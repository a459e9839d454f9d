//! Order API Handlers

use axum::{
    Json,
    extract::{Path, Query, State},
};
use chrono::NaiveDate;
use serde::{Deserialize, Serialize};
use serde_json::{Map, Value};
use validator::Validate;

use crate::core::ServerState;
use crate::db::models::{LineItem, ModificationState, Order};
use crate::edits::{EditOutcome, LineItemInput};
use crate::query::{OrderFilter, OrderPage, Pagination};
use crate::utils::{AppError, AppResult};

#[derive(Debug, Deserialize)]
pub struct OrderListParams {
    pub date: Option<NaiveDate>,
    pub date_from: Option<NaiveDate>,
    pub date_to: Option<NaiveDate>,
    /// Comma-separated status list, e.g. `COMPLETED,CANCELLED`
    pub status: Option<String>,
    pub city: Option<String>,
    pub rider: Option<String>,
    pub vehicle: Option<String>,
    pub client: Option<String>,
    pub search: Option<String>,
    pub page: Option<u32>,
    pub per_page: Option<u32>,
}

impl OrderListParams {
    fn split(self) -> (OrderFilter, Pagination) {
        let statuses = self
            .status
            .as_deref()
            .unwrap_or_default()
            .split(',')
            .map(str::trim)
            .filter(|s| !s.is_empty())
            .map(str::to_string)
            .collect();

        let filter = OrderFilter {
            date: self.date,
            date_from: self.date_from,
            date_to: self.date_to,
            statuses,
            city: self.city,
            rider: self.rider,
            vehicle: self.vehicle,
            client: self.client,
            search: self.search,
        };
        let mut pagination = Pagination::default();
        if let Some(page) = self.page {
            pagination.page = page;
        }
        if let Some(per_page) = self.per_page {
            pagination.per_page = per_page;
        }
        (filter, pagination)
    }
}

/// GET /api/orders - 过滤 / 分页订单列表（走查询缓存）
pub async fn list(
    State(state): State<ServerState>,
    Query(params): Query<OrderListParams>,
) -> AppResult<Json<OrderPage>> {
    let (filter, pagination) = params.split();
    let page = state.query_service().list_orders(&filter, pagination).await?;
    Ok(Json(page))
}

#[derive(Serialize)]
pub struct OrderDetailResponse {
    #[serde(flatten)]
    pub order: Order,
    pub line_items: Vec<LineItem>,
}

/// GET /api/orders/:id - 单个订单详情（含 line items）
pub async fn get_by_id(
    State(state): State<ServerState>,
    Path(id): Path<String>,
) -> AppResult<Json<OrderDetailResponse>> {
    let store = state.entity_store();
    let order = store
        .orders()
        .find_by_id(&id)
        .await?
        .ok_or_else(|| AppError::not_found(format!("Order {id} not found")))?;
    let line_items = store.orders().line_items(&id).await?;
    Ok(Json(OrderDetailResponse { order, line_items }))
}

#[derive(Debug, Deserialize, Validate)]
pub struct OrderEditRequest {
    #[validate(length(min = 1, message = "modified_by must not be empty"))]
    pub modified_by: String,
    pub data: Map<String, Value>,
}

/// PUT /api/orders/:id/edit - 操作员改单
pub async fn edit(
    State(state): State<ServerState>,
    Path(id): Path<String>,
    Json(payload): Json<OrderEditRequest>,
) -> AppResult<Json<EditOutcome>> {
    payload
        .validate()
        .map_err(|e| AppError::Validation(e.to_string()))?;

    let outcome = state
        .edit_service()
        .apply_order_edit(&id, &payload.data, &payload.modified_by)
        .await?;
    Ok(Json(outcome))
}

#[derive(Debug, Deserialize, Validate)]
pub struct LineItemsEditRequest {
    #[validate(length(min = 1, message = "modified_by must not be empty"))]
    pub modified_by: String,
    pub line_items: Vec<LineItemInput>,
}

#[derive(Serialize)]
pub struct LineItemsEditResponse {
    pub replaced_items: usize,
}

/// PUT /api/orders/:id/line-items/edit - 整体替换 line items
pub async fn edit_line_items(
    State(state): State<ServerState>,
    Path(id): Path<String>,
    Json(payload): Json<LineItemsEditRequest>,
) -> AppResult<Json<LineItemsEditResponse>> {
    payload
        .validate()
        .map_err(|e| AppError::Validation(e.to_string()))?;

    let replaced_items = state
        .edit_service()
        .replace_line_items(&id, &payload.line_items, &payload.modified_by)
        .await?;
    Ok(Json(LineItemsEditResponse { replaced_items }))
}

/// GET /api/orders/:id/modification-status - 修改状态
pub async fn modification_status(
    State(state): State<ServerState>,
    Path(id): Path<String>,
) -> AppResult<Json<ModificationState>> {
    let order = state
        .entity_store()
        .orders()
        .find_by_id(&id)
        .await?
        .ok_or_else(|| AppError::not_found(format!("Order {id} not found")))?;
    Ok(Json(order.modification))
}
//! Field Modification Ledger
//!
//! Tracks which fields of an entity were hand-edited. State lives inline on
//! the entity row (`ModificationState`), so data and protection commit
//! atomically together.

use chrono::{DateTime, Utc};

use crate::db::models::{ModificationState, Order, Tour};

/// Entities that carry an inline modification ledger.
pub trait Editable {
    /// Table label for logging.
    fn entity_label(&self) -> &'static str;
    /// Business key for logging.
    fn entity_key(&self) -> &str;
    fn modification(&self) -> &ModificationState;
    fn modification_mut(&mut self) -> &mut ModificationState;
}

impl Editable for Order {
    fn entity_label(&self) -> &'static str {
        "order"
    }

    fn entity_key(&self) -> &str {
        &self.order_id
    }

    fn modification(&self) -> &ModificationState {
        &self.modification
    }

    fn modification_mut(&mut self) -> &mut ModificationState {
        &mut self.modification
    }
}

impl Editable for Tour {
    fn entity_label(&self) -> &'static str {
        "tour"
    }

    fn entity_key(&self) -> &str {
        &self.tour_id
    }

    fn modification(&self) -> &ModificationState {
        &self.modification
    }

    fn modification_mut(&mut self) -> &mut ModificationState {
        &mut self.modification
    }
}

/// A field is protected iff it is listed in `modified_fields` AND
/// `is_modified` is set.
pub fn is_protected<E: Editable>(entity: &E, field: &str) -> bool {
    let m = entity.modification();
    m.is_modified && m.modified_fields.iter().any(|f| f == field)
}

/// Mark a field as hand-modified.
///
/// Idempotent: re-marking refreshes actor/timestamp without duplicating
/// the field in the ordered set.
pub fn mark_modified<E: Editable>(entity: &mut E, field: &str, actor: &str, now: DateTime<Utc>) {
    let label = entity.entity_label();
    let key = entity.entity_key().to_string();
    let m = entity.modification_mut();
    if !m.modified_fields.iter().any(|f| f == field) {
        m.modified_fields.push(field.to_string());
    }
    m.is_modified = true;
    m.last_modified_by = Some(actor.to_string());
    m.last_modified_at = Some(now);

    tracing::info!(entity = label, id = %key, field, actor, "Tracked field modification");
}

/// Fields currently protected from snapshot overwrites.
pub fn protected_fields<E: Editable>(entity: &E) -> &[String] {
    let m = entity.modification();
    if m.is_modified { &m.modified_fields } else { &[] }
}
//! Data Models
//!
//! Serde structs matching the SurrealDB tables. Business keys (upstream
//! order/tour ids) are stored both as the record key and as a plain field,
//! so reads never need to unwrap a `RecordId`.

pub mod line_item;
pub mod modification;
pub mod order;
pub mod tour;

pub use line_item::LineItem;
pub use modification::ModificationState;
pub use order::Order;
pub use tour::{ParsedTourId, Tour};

============

TASK OBJECTIVE: Give the material again in full, exactly as it appears above.

OUTPUT BELOW:
repository a459e9839d454f9d
//! Order API Handlers

use axum::{
    Json,
    extract::{Path, Query, State},
};
use chrono::NaiveDate;
use serde::{Deserialize, Serialize};
use serde_json::{Map, Value};
use validator::Validate;

use crate::core::ServerState;
use crate::db::models::{LineItem, ModificationState, Order};
use crate::edits::{EditOutcome, LineItemInput};
use crate::query::{OrderFilter, OrderPage, Pagination};
use crate::utils::{AppError, AppResult};

#[derive(Debug, Deserialize)]
pub struct OrderListParams {
    pub date: Option<NaiveDate>,
    pub date_from: Option<NaiveDate>,
    pub date_to: Option<NaiveDate>,
    /// Comma-separated status list, e.g. `COMPLETED,CANCELLED`
    pub status: Option<String>,
    pub city: Option<String>,
    pub rider: Option<String>,
    pub vehicle: Option<String>,
    pub client: Option<String>,
    pub search: Option<String>,
    pub page: Option<u32>,
    pub per_page: Option<u32>,
}

impl OrderListParams {
    fn split(self) -> (OrderFilter, Pagination) {
        let statuses = self
            .status
            .as_deref()
            .unwrap_or_default()
            .split(',')
            .map(str::trim)
            .filter(|s| !s.is_empty())
            .map(str::to_string)
            .collect();

        let filter = OrderFilter {
            date: self.date,
            date_from: self.date_from,
            date_to: self.date_to,
            statuses,
            city: self.city,
            rider: self.rider,
            vehicle: self.vehicle,
            client: self.client,
            search: self.search,
        };
        let mut pagination = Pagination::default();
        if let Some(page) = self.page {
            pagination.page = page;
        }
        if let Some(per_page) = self.per_page {
            pagination.per_page = per_page;
        }
        (filter, pagination)
    }
}

/// GET /api/orders - 过滤 / 分页订单列表（走查询缓存）
pub async fn list(
    State(state): State<ServerState>,
    Query(params): Query<OrderListParams>,
) -> AppResult<Json<OrderPage>> {
    let (filter, pagination) = params.split();
    let page = state.query_service().list_orders(&filter, pagination).await?;
    Ok(Json(page))
}

#[derive(Serialize)]
pub struct OrderDetailResponse {
    #[serde(flatten)]
    pub order: Order,
    pub line_items: Vec<LineItem>,
}

/// GET /api/orders/:id - 单个订单详情（含 line items）
pub async fn get_by_id(
    State(state): State<ServerState>,
    Path(id): Path<String>,
) -> AppResult<Json<OrderDetailResponse>> {
    let store = state.entity_store();
    let order = store
        .orders()
        .find_by_id(&id)
        .await?
        .ok_or_else(|| AppError::not_found(format!("Order {id} not found")))?;
    let line_items = store.orders().line_items(&id).await?;
    Ok(Json(OrderDetailResponse { order, line_items }))
}

#[derive(Debug, Deserialize, Validate)]
pub struct OrderEditRequest {
    #[validate(length(min = 1, message = "modified_by must not be empty"))]
    pub modified_by: String,
    pub data: Map<String, Value>,
}

/// PUT /api/orders/:id/edit - 操作员改单
pub async fn edit(
    State(state): State<ServerState>,
    Path(id): Path<String>,
    Json(payload): Json<OrderEditRequest>,
) -> AppResult<Json<EditOutcome>> {
    payload
        .validate()
        .map_err(|e| AppError::Validation(e.to_string()))?;

    let outcome = state
        .edit_service()
        .apply_order_edit(&id, &payload.data, &payload.modified_by)
        .await?;
    Ok(Json(outcome))
}

#[derive(Debug, Deserialize, Validate)]
pub struct LineItemsEditRequest {
    #[validate(length(min = 1, message = "modified_by must not be empty"))]
    pub modified_by: String,
    pub line_items: Vec<LineItemInput>,
}

#[derive(Serialize)]
pub struct LineItemsEditResponse {
    pub replaced_items: usize,
}

/// PUT /api/orders/:id/line-items/edit - 整体替换 line items
pub async fn edit_line_items(
    State(state): State<ServerState>,
    Path(id): Path<String>,
    Json(payload): Json<LineItemsEditRequest>,
) -> AppResult<Json<LineItemsEditResponse>> {
    payload
        .validate()
        .map_err(|e| AppError::Validation(e.to_string()))?;

    let replaced_items = state
        .edit_service()
        .replace_line_items(&id, &payload.line_items, &payload.modified_by)
        .await?;
    Ok(Json(LineItemsEditResponse { replaced_items }))
}

/// GET /api/orders/:id/modification-status - 修改状态
pub async fn modification_status(
    State(state): State<ServerState>,
    Path(id): Path<String>,
) -> AppResult<Json<ModificationState>> {
    let order = state
        .entity_store()
        .orders()
        .find_by_id(&id)
        .await?
        .ok_or_else(|| AppError::not_found(format!("Order {id} not found")))?;
    Ok(Json(order.modification))
}
//! Field Modification Ledger
//!
//! Tracks which fields of an entity were hand-edited. State lives inline on
//! the entity row (`ModificationState`), so data and protection commit
//! atomically together.

use chrono::{DateTime, Utc};

use crate::db::models::{ModificationState, Order, Tour};

/// Entities that carry an inline modification ledger.
pub trait Editable {
    /// Table label for logging.
    fn entity_label(&self) -> &'static str;
    /// Business key for logging.
    fn entity_key(&self) -> &str;
    fn modification(&self) -> &ModificationState;
    fn modification_mut(&mut self) -> &mut ModificationState;
}

impl Editable for Order {
    fn entity_label(&self) -> &'static str {
        "order"
    }

    fn entity_key(&self) -> &str {
        &self.order_id
    }

    fn modification(&self) -> &ModificationState {
        &self.modification
    }

    fn modification_mut(&mut self) -> &mut ModificationState {
        &mut self.modification
    }
}

impl Editable for Tour {
    fn entity_label(&self) -> &'static str {
        "tour"
    }

    fn entity_key(&self) -> &str {
        &self.tour_id
    }

    fn modification(&self) -> &ModificationState {
        &self.modification
    }

    fn modification_mut(&mut self) -> &mut ModificationState {
        &mut self.modification
    }
}

/// A field is protected iff it is listed in `modified_fields` AND
/// `is_modified` is set.
pub fn is_protected<E: Editable>(entity: &E, field: &str) -> bool {
    let m = entity.modification();
    m.is_modified && m.modified_fields.iter().any(|f| f == field)
}

/// Mark a field as hand-modified.
///
/// Idempotent: re-marking refreshes actor/timestamp without duplicating
/// the field in the ordered set.
pub fn mark_modified<E: Editable>(entity: &mut E, field: &str, actor: &str, now: DateTime<Utc>) {
    let label = entity.entity_label();
    let key = entity.entity_key().to_string();
    let m = entity.modification_mut();
    if !m.modified_fields.iter().any(|f| f == field) {
        m.modified_fields.push(field.to_string());
    }
    m.is_modified = true;
    m.last_modified_by = Some(actor.to_string());
    m.last_modified_at = Some(now);

    tracing::info!(entity = label, id = %key, field, actor, "Tracked field modification");
}

/// Fields currently protected from snapshot overwrites.
pub fn protected_fields<E: Editable>(entity: &E) -> &[String] {
    let m = entity.modification();
    if m.is_modified { &m.modified_fields } else { &[] }
}
//! Data Models
//!
//! Serde structs matching the SurrealDB tables. Business keys (upstream
//! order/tour ids) are stored both as the record key and as a plain field,
//! so reads never need to unwrap a `RecordId`.

pub mod line_item;
pub mod modification;
pub mod order;
pub mod tour;

pub use line_item::LineItem;
pub use modification::ModificationState;
pub use order::Order;
pub use tour::{ParsedTourId, Tour};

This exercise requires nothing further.